■ **Work task**
List every line in this data where the string "clone" occurs.

■ **Data to use**
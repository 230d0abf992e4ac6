// ABOUTME: Crop swap comparison engine for yield, cultivation cost, soil impact, and advice
// ABOUTME: Deterministic fallback used when the AI comparison is unavailable or fails
//
// SPDX-License-Identifier: MIT OR Apache-2.0
// Copyright (c) 2025 GeoCrop

use geocrop_core::constants::{cultivation_costs, soil_impact as impact, swap_advice};
use geocrop_core::models::{
    ComparisonAssessment, CostDifference, Crop, CropComparison, Rainfall, SoilAnalysis,
    SoilImpact, SoilImpactPair, WaterRequirement, YieldDifference,
};

/// Estimated cultivation cost in USD per hectare
#[must_use]
pub const fn cultivation_cost(water: WaterRequirement) -> f64 {
    match water {
        WaterRequirement::Low => cultivation_costs::LOW_WATER,
        WaterRequirement::Medium => cultivation_costs::MEDIUM_WATER,
        WaterRequirement::High => cultivation_costs::HIGH_WATER,
    }
}

/// Whether the crop name marks a nitrogen-fixing legume
fn is_legume(name: &str) -> bool {
    let name = name.to_lowercase();
    impact::LEGUME_MARKERS
        .iter()
        .any(|marker| name.contains(marker))
}

/// Score and label the soil impact of growing a crop
#[must_use]
pub fn soil_impact(crop: &Crop) -> SoilImpact {
    let base = match crop.water_requirement {
        WaterRequirement::Low => impact::LOW_WATER_BASE,
        WaterRequirement::Medium => impact::MEDIUM_WATER_BASE,
        WaterRequirement::High => impact::HIGH_WATER_BASE,
    };
    let score = if is_legume(&crop.name) {
        base + impact::LEGUME_BONUS
    } else {
        base
    };

    let label = if score > impact::ENRICHING_ABOVE {
        "Soil Enriching"
    } else if score > impact::MINIMAL_ABOVE {
        "Minimal Impact"
    } else if score > impact::SLIGHT_ABOVE {
        "Slight Nutrient Use"
    } else {
        "Higher Nutrient Demand"
    };

    SoilImpact {
        impact: label.to_owned(),
        score,
    }
}

fn yield_difference(current: &Crop, desired: &Crop) -> YieldDifference {
    let delta = i32::from(current.yield_percentage) - i32::from(desired.yield_percentage);
    let description = match delta {
        d if d > 0 => format!("Current crop yields {}% more", d.abs()),
        d if d < 0 => format!("Desired crop yields {}% more", d.abs()),
        _ => "Both crops have similar yield potential".to_owned(),
    };
    YieldDifference {
        value: f64::from(delta),
        description,
    }
}

fn cost_difference(current: &Crop, desired: &Crop) -> CostDifference {
    let current_cost = cultivation_cost(current.water_requirement);
    let desired_cost = cultivation_cost(desired.water_requirement);
    let difference = desired_cost - current_cost;
    let description = if difference > 0.0 {
        format!("Desired crop costs ~${difference}/ha more")
    } else if difference < 0.0 {
        format!("Desired crop saves ~${}/ha", difference.abs())
    } else {
        "Similar cultivation costs".to_owned()
    };
    CostDifference {
        current: current_cost,
        desired: desired_cost,
        difference,
        description,
    }
}

/// Advisory messages for swapping to the desired crop, never empty
#[must_use]
pub fn swap_recommendation(desired: &Crop, analysis: &SoilAnalysis) -> Vec<String> {
    let mut messages = Vec::new();

    if desired.water_requirement == WaterRequirement::High
        && analysis.climate.rainfall == Rainfall::Low
    {
        messages
            .push("⚠️ Warning: High water crop in low rainfall area - irrigation required".to_owned());
    }
    if desired.yield_percentage < swap_advice::MODERATE_YIELD_BELOW {
        messages.push("ℹ️ Note: This crop has moderate yield potential for this soil type".to_owned());
    }
    if desired.name == swap_advice::NITROGEN_FIXER_NAME {
        messages.push(
            "✅ Benefit: Soybeans fix nitrogen, improving soil health for future crops".to_owned(),
        );
    }
    if messages.is_empty() {
        messages.push("✅ This crop swap appears suitable for your land conditions".to_owned());
    }
    messages
}

/// Compare the crop currently grown against a desired replacement
#[must_use]
pub fn compare(current: &Crop, desired: &Crop, analysis: &SoilAnalysis) -> CropComparison {
    CropComparison {
        current_crop: current.clone(),
        desired_crop: desired.clone(),
        assessment: ComparisonAssessment {
            yield_difference: yield_difference(current, desired),
            cost_difference: cost_difference(current, desired),
            soil_impact: Some(SoilImpactPair {
                current: soil_impact(current),
                desired: soil_impact(desired),
            }),
            recommendation: swap_recommendation(desired, analysis),
        },
    }
}

#[cfg(test)]
mod tests {
    use super::*;

    #[test]
    fn test_legume_markers_match_case_insensitively() {
        assert!(is_legume("Soybeans"));
        assert!(is_legume("Chickpea"));
        assert!(is_legume("Red LENTIL"));
        assert!(!is_legume("Wheat"));
    }

    #[test]
    fn test_cost_description_formats_whole_dollars() {
        let low = geocrop_core::models::Crop {
            water_requirement: WaterRequirement::Low,
            ..crate::catalog::all_crops().remove(0)
        };
        let high = geocrop_core::models::Crop {
            water_requirement: WaterRequirement::High,
            ..crate::catalog::all_crops().remove(1)
        };
        assert_eq!(
            cost_difference(&low, &high).description,
            "Desired crop costs ~$3000/ha more"
        );
        assert_eq!(
            cost_difference(&high, &low).description,
            "Desired crop saves ~$3000/ha"
        );
    }
}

■ **Finished exercise**
        current_crop: current.clone(),
        desired_crop: desired.clone(),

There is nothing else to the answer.